→ SUPPLIED RECORDS:
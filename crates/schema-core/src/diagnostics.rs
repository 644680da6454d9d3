//! Structured diagnostics collected over a whole compilation run.

use std::fmt;

use schema_xml::Location;
use serde::Serialize;
use tracing::trace;

use crate::error::{ErrorKind, SchemaError};

#[derive(Debug, Clone, Copy, PartialEq, Eq, PartialOrd, Ord, Hash, Serialize)]
#[serde(rename_all = "lowercase")]
pub enum Severity {
    /// Advisory only, never blocks success.
    Warning,
    /// Semantic problem; the run fails but processing continues.
    Error,
    /// Structural problem; the offending subtree is discarded.
    Fatal,
}

impl fmt::Display for Severity {
    fn fmt(&self, f: &mut fmt::Formatter<'_>) -> fmt::Result {
        let text = match self {
            Severity::Warning => "warning",
            Severity::Error => "error",
            Severity::Fatal => "fatal",
        };
        f.write_str(text)
    }
}

/// One reported problem.
#[derive(Debug, Clone, PartialEq, Eq, Serialize)]
pub struct Diagnostic {
    pub severity: Severity,
    pub location: Location,
    pub message: String,
}

impl fmt::Display for Diagnostic {
    fn fmt(&self, f: &mut fmt::Formatter<'_>) -> fmt::Result {
        write!(f, "{}: {}: {}", self.location, self.severity, self.message)
    }
}

/// Diagnostics sink shared by every parsing phase.
#[derive(Debug, Default)]
pub struct Diagnostics {
    records: Vec<Diagnostic>,
    failed: bool,
}

impl Diagnostics {
    pub fn new() -> Self {
        Self::default()
    }

    /// Record an error returned by a parse or validation step.
    pub fn report(&mut self, err: SchemaError) {
        self.failed = true;
        if matches!(err.kind(), ErrorKind::AlreadyReported) {
            return;
        }
        trace!(location = %err.location(), error = %err, "diagnostic");
        self.records.push(Diagnostic {
            severity: err.severity(),
            location: err.location().clone(),
            message: err.to_string(),
        });
    }

    pub fn warn(&mut self, location: &Location, message: impl Into<String>) {
        self.records.push(Diagnostic {
            severity: Severity::Warning,
            location: location.clone(),
            message: message.into(),
        });
    }

    /// Forward the outcome of a step, keeping the value on success.
    pub fn check<T>(&mut self, result: Result<T, SchemaError>) -> Option<T> {
        match result {
            Ok(value) => Some(value),
            Err(err) => {
                self.report(err);
                None
            }
        }
    }

    /// Treat every warning recorded so far as an error.
    pub fn promote_warnings(&mut self) {
        for record in &mut self.records {
            if record.severity == Severity::Warning {
                record.severity = Severity::Error;
                self.failed = true;
            }
        }
    }

    /// True once any error or fatal diagnostic was recorded.
    pub fn has_failures(&self) -> bool {
        self.failed
    }

    pub fn len(&self) -> usize {
        self.records.len()
    }

    pub fn is_empty(&self) -> bool {
        self.records.is_empty()
    }

    pub fn records(&self) -> &[Diagnostic] {
        &self.records
    }

    /// Consume the sink, ordering records by document, line and column.
    ///
    /// `file_rank` gives the position of a file in the input order; the sort
    /// is stable so records at the same position keep their emission order.
    pub fn into_sorted(self, file_rank: impl Fn(&str) -> usize) -> Vec<Diagnostic> {
        let mut records = self.records;
        records.sort_by_key(|d| {
            (
                file_rank(&d.location.file),
                d.location.line,
                d.location.column,
            )
        });
        records
    }
}

#[cfg(test)]
mod tests {
    use super::*;

    #[test]
    fn warnings_do_not_fail() {
        let mut diags = Diagnostics::new();
        diags.warn(&Location::new("a.xml", 1, 1), "redundant attribute");
        assert!(!diags.has_failures());
        assert_eq!(diags.len(), 1);
    }

    #[test]
    fn already_reported_marks_failure_silently() {
        let mut diags = Diagnostics::new();
        diags.report(SchemaError::already_reported(&Location::new("a.xml", 2, 1)));
        assert!(diags.has_failures());
        assert!(diags.is_empty());
    }

    #[test]
    fn sorted_by_file_rank_then_position() {
        let mut diags = Diagnostics::new();
        diags.warn(&Location::new("b.xml", 1, 1), "third");
        diags.warn(&Location::new("a.xml", 9, 2), "second");
        diags.warn(&Location::new("a.xml", 3, 7), "first");
        diags.warn(&Location::new("a.xml", 9, 2), "second-again");
        let order = ["a.xml", "b.xml"];
        let sorted = diags.into_sorted(|file| order.iter().position(|f| *f == file).unwrap_or(usize::MAX));
        let messages: Vec<_> = sorted.iter().map(|d| d.message.as_str()).collect();
        assert_eq!(messages, ["first", "second", "second-again", "third"]);
        assert_eq!(sorted[0].to_string(), "a.xml:3:7: warning: first");
    }
}
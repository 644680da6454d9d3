use crate::common::{Endian, VersionRange, VERSION_PROPS};
use crate::context::ParseContext;
use crate::error::SchemaError;
use crate::props::{parse_number, Props};

use super::{FieldCommon, FieldScope, LengthInfo};

pub(super) const PROPS: &[&str] = &[
    "type",
    "length",
    "endian",
    "serOffset",
    "signExt",
    "defaultValue",
    "scaling",
    "units",
    "displayDecimals",
    "validRange",
    "validValue",
    "validMin",
    "validMax",
    "nonUniqueSpecialsAllowed",
    "displaySpecials",
    "validCheckVersion",
];

pub(super) const SPECIAL_PROPS: &[&str] = &["name", "val", "description", "displayName"];

#[derive(Debug, Clone, Copy, PartialEq, Eq)]
pub enum IntType {
    Int8,
    Uint8,
    Int16,
    Uint16,
    Int32,
    Uint32,
    Int64,
    Uint64,
    Intvar,
    Uintvar,
}

impl IntType {
    pub fn parse(name: &str) -> Option<Self> {
        Some(match name {
            "int8" => IntType::Int8,
            "uint8" => IntType::Uint8,
            "int16" => IntType::Int16,
            "uint16" => IntType::Uint16,
            "int32" => IntType::Int32,
            "uint32" => IntType::Uint32,
            "int64" => IntType::Int64,
            "uint64" => IntType::Uint64,
            "intvar" => IntType::Intvar,
            "uintvar" => IntType::Uintvar,
            _ => return None,
        })
    }

    pub fn name(self) -> &'static str {
        match self {
            IntType::Int8 => "int8",
            IntType::Uint8 => "uint8",
            IntType::Int16 => "int16",
            IntType::Uint16 => "uint16",
            IntType::Int32 => "int32",
            IntType::Uint32 => "uint32",
            IntType::Int64 => "int64",
            IntType::Uint64 => "uint64",
            IntType::Intvar => "intvar",
            IntType::Uintvar => "uintvar",
        }
    }

    /// Largest serialized size in bytes.
    pub fn width(self) -> usize {
        match self {
            IntType::Int8 | IntType::Uint8 => 1,
            IntType::Int16 | IntType::Uint16 => 2,
            IntType::Int32 | IntType::Uint32 => 4,
            IntType::Int64 | IntType::Uint64 => 8,
            // 7 value bits per byte.
            IntType::Intvar | IntType::Uintvar => 10,
        }
    }

    /// Bits of the in-memory value.
    pub fn value_bits(self) -> u32 {
        match self {
            IntType::Int8 | IntType::Uint8 => 8,
            IntType::Int16 | IntType::Uint16 => 16,
            IntType::Int32 | IntType::Uint32 => 32,
            _ => 64,
        }
    }

    pub fn is_signed(self) -> bool {
        matches!(
            self,
            IntType::Int8 | IntType::Int16 | IntType::Int32 | IntType::Int64 | IntType::Intvar
        )
    }

    pub fn is_var(self) -> bool {
        matches!(self, IntType::Intvar | IntType::Uintvar)
    }
}

/// Named value with a meaning of its own, e.g. "unknown".
#[derive(Debug, Clone, PartialEq, Eq)]
pub struct Special {
    pub name: String,
    pub value: i128,
    pub description: Option<String>,
    pub display_name: Option<String>,
    pub version: VersionRange,
}

#[derive(Debug, Clone, PartialEq, Eq)]
pub struct IntField {
    pub ty: IntType,
    /// Serialized length in bytes; the maximum for variable-length types.
    pub length: usize,
    pub endian: Endian,
    pub ser_offset: i128,
    pub sign_ext: bool,
    pub default_value: i128,
    pub(crate) default_declared: bool,
    pub scaling: (i128, i128),
    pub units: Option<String>,
    pub display_decimals: u32,
    pub valid_ranges: Vec<(i128, i128)>,
    pub specials: Vec<Special>,
    pub non_unique_specials_allowed: bool,
    pub display_specials: bool,
    pub valid_check_version: bool,
}

impl IntField {
    pub fn special(&self, name: &str) -> Option<i128> {
        self.specials.iter().find(|s| s.name == name).map(|s| s.value)
    }

    pub fn is_valid(&self, value: i128) -> bool {
        self.valid_ranges.is_empty()
            || self
                .valid_ranges
                .iter()
                .any(|(lo, hi)| (*lo..=*hi).contains(&value))
    }

    pub(super) fn length_info(&self) -> LengthInfo {
        if self.ty.is_var() {
            LengthInfo {
                min: 1,
                max: self.length,
            }
        } else {
            LengthInfo::fixed(self.length)
        }
    }
}

/// Inclusive value range representable in `bits` bits.
pub(super) fn bits_range(signed: bool, bits: u32) -> (i128, i128) {
    let bits = bits.clamp(1, 64);
    if signed {
        (-(1i128 << (bits - 1)), (1i128 << (bits - 1)) - 1)
    } else {
        (0, (1i128 << bits) - 1)
    }
}

/// Read the integer storage type and serialized length shared by `int` and `enum`.
pub(super) fn storage(
    props: &Props<'_>,
    common: &FieldCommon,
    scope: &FieldScope<'_>,
) -> Result<(IntType, usize, (i128, i128)), SchemaError> {
    let element = props.node().name();
    let text = props.require("type")?;
    let ty = IntType::parse(text)
        .ok_or_else(|| props.bad_value("type", text, "expected int8..uint64, intvar or uintvar"))?;
    let length = match props.unsigned::<usize>("length")? {
        Some(len) if len == 0 || len > ty.width() => {
            return Err(SchemaError::invalid(
                props.location(),
                &common.name,
                format!("length {len} is outside 1..={} for type {}", ty.width(), ty.name()),
            ))
        }
        Some(len) => len,
        None if ty.is_var() => return Err(SchemaError::missing(props.location(), element, "length")),
        None => ty.width(),
    };
    if ty.is_var() && scope.in_bitfield {
        return Err(SchemaError::invalid(
            props.location(),
            &common.name,
            "variable length values cannot be bitfield members",
        ));
    }
    let bits = match common.bit_length {
        Some(bits) => bits.min(ty.value_bits()),
        None if ty.is_var() => (length as u32 * 7).min(64),
        None => length as u32 * 8,
    };
    Ok((ty, length, bits_range(ty.is_signed(), bits)))
}

pub(super) fn parse(
    props: &Props<'_>,
    common: &FieldCommon,
    scope: &FieldScope<'_>,
    cx: &mut ParseContext<'_>,
) -> Result<IntField, SchemaError> {
    let name = common.name.as_str();
    let location = props.location();
    let (ty, length, (min, max)) = storage(props, common, scope)?;
    let in_range = |value: i128| (min..=max).contains(&value);

    let non_unique_specials_allowed = props.bool("nonUniqueSpecialsAllowed", false)?;
    let mut specials: Vec<Special> = Vec::new();
    for node in props.elements().iter().filter(|n| n.name() == "special") {
        let sp = Props::new(node, &[SPECIAL_PROPS, VERSION_PROPS], cx.strict(true))?;
        let special_name = sp
            .identifier("name")?
            .ok_or_else(|| SchemaError::missing(node.location(), "special", "name"))?;
        let text = sp.require("val")?;
        let value = parse_number(text).ok_or_else(|| sp.bad_value("val", text, "expected a number"))?;
        let version = VersionRange::parse(&sp, special_name, &common.version, cx.schema_version)?;
        if specials.iter().any(|s| s.name == special_name) {
            return Err(SchemaError::duplicate(node.location(), "special value", special_name));
        }
        if !in_range(value) {
            return Err(SchemaError::invalid(
                node.location(),
                name,
                format!("special '{special_name}' value {value} is outside [{min}, {max}]"),
            ));
        }
        if let Some(other) = specials.iter().find(|s| s.value == value) {
            if !non_unique_specials_allowed {
                return Err(SchemaError::invalid(
                    node.location(),
                    name,
                    format!("special '{special_name}' repeats the value of '{}'", other.name),
                ));
            }
        }
        specials.push(Special {
            name: special_name.to_string(),
            value,
            description: sp.string("description")?,
            display_name: sp.string("displayName")?,
            version,
        });
    }

    let default_text = props.get("defaultValue")?;
    let default_value = match default_text {
        None => 0,
        Some(text) => parse_number(text)
            .or_else(|| specials.iter().find(|s| s.name == text).map(|s| s.value))
            .ok_or_else(|| props.bad_value("defaultValue", text, "expected a number or a special value name"))?,
    };
    if !in_range(default_value) {
        return Err(SchemaError::invalid(
            location,
            name,
            format!("default value {default_value} is outside [{min}, {max}]"),
        ));
    }

    let mut valid_ranges = Vec::new();
    for (text, _) in props.all("validRange") {
        let range = parse_range(text)
            .ok_or_else(|| props.bad_value("validRange", text, "expected '[min, max]'"))?;
        valid_ranges.push(range);
    }
    for (text, _) in props.all("validValue") {
        let value = parse_number(text)
            .ok_or_else(|| props.bad_value("validValue", text, "expected a number"))?;
        valid_ranges.push((value, value));
    }
    if let Some(value) = props.number("validMin")? {
        valid_ranges.push((value, max));
    }
    if let Some(value) = props.number("validMax")? {
        valid_ranges.push((min, value));
    }
    for (lo, hi) in &valid_ranges {
        if lo > hi || !in_range(*lo) || !in_range(*hi) {
            return Err(SchemaError::invalid(
                location,
                name,
                format!("valid range [{lo}, {hi}] is empty or outside [{min}, {max}]"),
            ));
        }
    }

    let field = IntField {
        ty,
        length,
        endian: scope.endian,
        ser_offset: props.number("serOffset")?.unwrap_or(0),
        sign_ext: props.bool("signExt", true)?,
        default_value,
        default_declared: default_text.is_some(),
        scaling: parse_scaling(props)?,
        units: props.string("units")?,
        display_decimals: props.unsigned::<u32>("displayDecimals")?.unwrap_or(0),
        valid_ranges,
        specials,
        non_unique_specials_allowed,
        display_specials: props.bool("displaySpecials", true)?,
        valid_check_version: props.bool("validCheckVersion", false)?,
    };
    if !field.is_valid(default_value) && field.special(default_text.unwrap_or_default()).is_none() {
        cx.warn(
            location,
            format!("default value {default_value} of '{name}' is outside its valid ranges"),
        );
    }
    Ok(field)
}

fn parse_range(text: &str) -> Option<(i128, i128)> {
    let inner = text.trim().strip_prefix('[')?.strip_suffix(']')?;
    let (lo, hi) = inner.split_once(',')?;
    Some((parse_number(lo)?, parse_number(hi)?))
}

fn parse_scaling(props: &Props<'_>) -> Result<(i128, i128), SchemaError> {
    let Some(text) = props.get("scaling")? else {
        return Ok((1, 1));
    };
    text.split_once('/')
        .and_then(|(num, den)| Some((parse_number(num)?, parse_number(den)?)))
        .filter(|(_, den)| *den != 0)
        .ok_or_else(|| props.bad_value("scaling", text, "expected 'numerator/denominator'"))
}

#[cfg(test)]
mod tests {
    use crate::error::ErrorKind;
    use crate::field::tests::{parse_err, parse_one, parse_ok};
    use crate::field::FieldKind;

    #[test]
    fn type_width_and_specials() {
        let field = parse_ok(
            r#"<int name="temp" type="int16" length="1" defaultValue="Unknown" scaling="1/10" validRange="[-50, 100]">
                <special name="Unknown" val="-128"/>
            </int>"#,
        );
        let FieldKind::Int(int) = field.details() else { panic!("int expected") };
        assert_eq!(int.length, 1);
        assert_eq!(int.default_value, -128);
        assert_eq!(int.special("Unknown"), Some(-128));
        assert_eq!(int.scaling, (1, 10));
        assert_eq!(int.valid_ranges, vec![(-50, 100)]);
        assert_eq!(field.length(), Some(1));
    }

    #[test]
    fn ranges_are_enforced() {
        let err = parse_err(r#"<int name="a" type="uint8" defaultValue="256"/>"#);
        assert!(matches!(err.kind(), ErrorKind::Invalid { .. }));
        let err = parse_err(r#"<int name="a" type="int8"><special name="S" val="200"/></int>"#);
        assert!(matches!(err.kind(), ErrorKind::Invalid { .. }));
        let err = parse_err(r#"<int name="a" type="uint16" length="3"/>"#);
        assert!(matches!(err.kind(), ErrorKind::Invalid { .. }));
        let err = parse_err(r#"<int name="a" type="uint8" validMin="300"/>"#);
        assert!(matches!(err.kind(), ErrorKind::Invalid { .. }));
    }

    #[test]
    fn duplicate_specials() {
        let xml = r#"<int name="a" type="uint8"><special name="X" val="1"/><special name="Y" val="1"/></int>"#;
        assert!(matches!(parse_err(xml).kind(), ErrorKind::Invalid { .. }));
        parse_ok(
            r#"<int name="a" type="uint8" nonUniqueSpecialsAllowed="true"><special name="X" val="1"/><special name="Y" val="1"/></int>"#,
        );
        let xml = r#"<int name="a" type="uint8"><special name="X" val="1"/><special name="X" val="2"/></int>"#;
        assert!(matches!(parse_err(xml).kind(), ErrorKind::Duplicate { .. }));
    }

    #[test]
    fn default_outside_valid_ranges_warns() {
        let (result, diags) = parse_one(r#"<int name="a" type="uint8" defaultValue="0" validMin="1"/>"#);
        assert!(result.is_ok());
        assert!(!diags.has_failures());
        assert_eq!(diags.len(), 1);
    }

    #[test]
    fn var_length() {
        let field = parse_ok(r#"<int name="v" type="uintvar" length="4"/>"#);
        assert_eq!(field.length(), None);
        assert_eq!(field.min_length(), 1);
        assert_eq!(field.max_length(), 4);
        let err = parse_err(r#"<int name="v" type="intvar"/>"#);
        assert!(matches!(err.kind(), ErrorKind::MissingProperty { .. }));
    }
}
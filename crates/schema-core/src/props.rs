//! Property lookup on schema elements.
//!
//! A property may be written as an attribute or as a text-only child element
//! of the same name. Anything else is either handed back to the caller as a
//! structural child (`elements`) or retained as an extra attribute.

use schema_xml::{Location, XmlNode};

use crate::error::{ErrorKind, SchemaError};

struct Prop<'a> {
    name: &'a str,
    value: &'a str,
    location: &'a Location,
}

pub(crate) struct Props<'a> {
    node: &'a XmlNode,
    values: Vec<Prop<'a>>,
    extra: Vec<(String, String)>,
    elements: Vec<&'a XmlNode>,
}

impl<'a> Props<'a> {
    /// Split `node` into known properties, extra attributes and child elements.
    ///
    /// With `strict` set an attribute outside `known` is a structural error.
    pub(crate) fn new(node: &'a XmlNode, known: &[&[&str]], strict: bool) -> Result<Self, SchemaError> {
        let is_known = |name: &str| known.iter().any(|set| set.contains(&name));
        let mut values = Vec::new();
        let mut extra = Vec::new();
        for (key, value) in node.attributes() {
            if is_known(key) {
                values.push(Prop {
                    name: key.as_str(),
                    value: value.as_str(),
                    location: node.location(),
                });
            } else if key == "xmlns" || key.contains(':') {
                continue;
            } else if strict {
                return Err(SchemaError::new(
                    node.location().clone(),
                    ErrorKind::UnknownAttribute {
                        element: node.name().to_string(),
                        attribute: key.clone(),
                    },
                ));
            } else {
                extra.push((key.clone(), value.clone()));
            }
        }

        let mut elements = Vec::new();
        for child in node.children() {
            let text_only = child.attributes().is_empty() && child.children().is_empty();
            if text_only && is_known(child.name()) {
                if node.attribute(child.name()).is_some() {
                    return Err(SchemaError::new(
                        child.location().clone(),
                        ErrorKind::DuplicateProperty {
                            property: child.name().to_string(),
                        },
                    ));
                }
                values.push(Prop {
                    name: child.name(),
                    value: child.text(),
                    location: child.location(),
                });
            } else {
                elements.push(child);
            }
        }

        Ok(Self {
            node,
            values,
            extra,
            elements,
        })
    }

    pub(crate) fn node(&self) -> &'a XmlNode {
        self.node
    }

    pub(crate) fn location(&self) -> &'a Location {
        self.node.location()
    }

    /// Child elements that are not plain properties.
    pub(crate) fn elements(&self) -> &[&'a XmlNode] {
        &self.elements
    }

    pub(crate) fn extra_attributes(&self) -> Vec<(String, String)> {
        self.extra.clone()
    }

    pub(crate) fn has(&self, name: &str) -> bool {
        self.values.iter().any(|prop| prop.name == name)
    }

    /// Single-valued property; repeating it is a structural error.
    pub(crate) fn get(&self, name: &str) -> Result<Option<&'a str>, SchemaError> {
        let mut found = self.values.iter().filter(|prop| prop.name == name);
        let first = found.next();
        if let Some(second) = found.next() {
            return Err(SchemaError::new(
                second.location.clone(),
                ErrorKind::DuplicateProperty {
                    property: name.to_string(),
                },
            ));
        }
        Ok(first.map(|prop| prop.value))
    }

    pub(crate) fn require(&self, name: &str) -> Result<&'a str, SchemaError> {
        self.get(name)?
            .ok_or_else(|| SchemaError::missing(self.location(), self.node.name(), name))
    }

    /// Every occurrence of a repeatable property, in document order.
    pub(crate) fn all(&self, name: &'a str) -> impl Iterator<Item = (&'a str, &'a Location)> + '_ {
        self.values
            .iter()
            .filter(move |prop| prop.name == name)
            .map(|prop| (prop.value, prop.location))
    }

    pub(crate) fn string(&self, name: &str) -> Result<Option<String>, SchemaError> {
        Ok(self.get(name)?.map(str::to_string))
    }

    pub(crate) fn bool(&self, name: &str, default: bool) -> Result<bool, SchemaError> {
        match self.get(name)? {
            None => Ok(default),
            Some(text) => parse_bool(text)
                .ok_or_else(|| self.bad_value(name, text, "expected true, false, 1 or 0")),
        }
    }

    pub(crate) fn number(&self, name: &str) -> Result<Option<i128>, SchemaError> {
        match self.get(name)? {
            None => Ok(None),
            Some(text) => parse_number(text)
                .map(Some)
                .ok_or_else(|| self.bad_value(name, text, "expected a number")),
        }
    }

    /// Non-negative number converted into `T`.
    pub(crate) fn unsigned<T: TryFrom<i128>>(&self, name: &str) -> Result<Option<T>, SchemaError> {
        let Some(text) = self.get(name)? else {
            return Ok(None);
        };
        parse_number(text)
            .filter(|value| *value >= 0)
            .and_then(|value| T::try_from(value).ok())
            .map(Some)
            .ok_or_else(|| self.bad_value(name, text, "expected a non-negative number"))
    }

    /// Identifier-valued property.
    pub(crate) fn identifier(&self, name: &str) -> Result<Option<&'a str>, SchemaError> {
        match self.get(name)? {
            Some(text) if !is_identifier(text) => Err(self.bad_value(
                name,
                text,
                "names must match [A-Za-z_][A-Za-z0-9_]*",
            )),
            other => Ok(other),
        }
    }

    pub(crate) fn bad_value(&self, name: &str, value: &str, reason: &str) -> SchemaError {
        let location = self
            .values
            .iter()
            .find(|prop| prop.name == name)
            .map_or(self.location(), |prop| prop.location);
        SchemaError::bad_value(location, name, value, reason)
    }
}

/// Decimal, `0x` hexadecimal, optionally negative.
pub(crate) fn parse_number(text: &str) -> Option<i128> {
    let text = text.trim();
    let (negative, digits) = match text.strip_prefix('-') {
        Some(rest) => (true, rest),
        None => (false, text.strip_prefix('+').unwrap_or(text)),
    };
    let magnitude = match digits
        .strip_prefix("0x")
        .or_else(|| digits.strip_prefix("0X"))
    {
        Some(hex) => i128::from_str_radix(hex, 16).ok()?,
        None if !digits.is_empty() && digits.bytes().all(|b| b.is_ascii_digit()) => {
            digits.parse::<i128>().ok()?
        }
        None => return None,
    };
    Some(if negative { -magnitude } else { magnitude })
}

pub(crate) fn parse_bool(text: &str) -> Option<bool> {
    match text.trim() {
        "true" | "1" => Some(true),
        "false" | "0" => Some(false),
        _ => None,
    }
}

pub fn is_identifier(name: &str) -> bool {
    let mut bytes = name.bytes();
    match bytes.next() {
        Some(b) if b.is_ascii_alphabetic() || b == b'_' => {}
        _ => return false,
    }
    bytes.all(|b| b.is_ascii_alphanumeric() || b == b'_')
}

#[cfg(test)]
mod tests {
    use super::*;

    fn node(xml: &str) -> XmlNode {
        schema_xml::parse_document(xml, "props.xml").expect("parse xml")
    }

    #[test]
    fn attribute_and_child_properties() {
        let node = node(
            r#"<int name="len" type="uint8"><description>Length</description><special name="S" val="1"/></int>"#,
        );
        let props = Props::new(&node, &[&["name", "type", "description"]], false).expect("props");
        assert_eq!(props.get("name").expect("name"), Some("len"));
        assert_eq!(props.get("description").expect("description"), Some("Length"));
        assert_eq!(props.elements().len(), 1);
        assert_eq!(props.elements()[0].name(), "special");
    }

    #[test]
    fn attribute_and_child_together_is_rejected() {
        let node = node(r#"<int name="a"><name>b</name></int>"#);
        let err = Props::new(&node, &[&["name"]], false).err().expect("duplicate");
        assert!(matches!(err.kind(), ErrorKind::DuplicateProperty { .. }));
    }

    #[test]
    fn unknown_attributes_follow_strictness() {
        let node = node(r#"<alias name="a" color="red"/>"#);
        let props = Props::new(&node, &[&["name"]], false).expect("lenient");
        assert_eq!(props.extra_attributes(), vec![("color".to_string(), "red".to_string())]);
        let err = Props::new(&node, &[&["name"]], true).err().expect("strict");
        assert!(matches!(err.kind(), ErrorKind::UnknownAttribute { .. }));
    }

    #[test]
    fn repeated_child_property() {
        let node = node("<int><validValue>1</validValue><validValue>5</validValue></int>");
        let props = Props::new(&node, &[&["validValue"]], true).expect("props");
        assert_eq!(props.all("validValue").count(), 2);
        assert!(props.get("validValue").is_err());
    }

    #[test]
    fn numbers_and_booleans() {
        assert_eq!(parse_number("42"), Some(42));
        assert_eq!(parse_number("-0x10"), Some(-16));
        assert_eq!(parse_number("0XfF"), Some(255));
        assert_eq!(parse_number("1.5"), None);
        assert_eq!(parse_number("-"), None);
        assert_eq!(parse_bool("1"), Some(true));
        assert_eq!(parse_bool("false"), Some(false));
        assert_eq!(parse_bool("yes"), None);
    }

    #[test]
    fn identifiers() {
        assert!(is_identifier("_seq2"));
        assert!(!is_identifier("2seq"));
        assert!(!is_identifier("a.b"));
        assert!(!is_identifier(""));
    }
}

→ ABOUT THIS EXERCISE:
Would you copy out every line in the records that includes the string "derive"?

→ EXPECTED ANSWER:
#[derive(Debug, Clone, Copy, PartialEq, Eq, PartialOrd, Ord, Hash, Serialize)]
#[derive(Debug, Clone, PartialEq, Eq, Serialize)]
#[derive(Debug, Default)]
#[derive(Debug, Clone, Copy, PartialEq, Eq)]
#[derive(Debug, Clone, PartialEq, Eq)]
#[derive(Debug, Clone, PartialEq, Eq)]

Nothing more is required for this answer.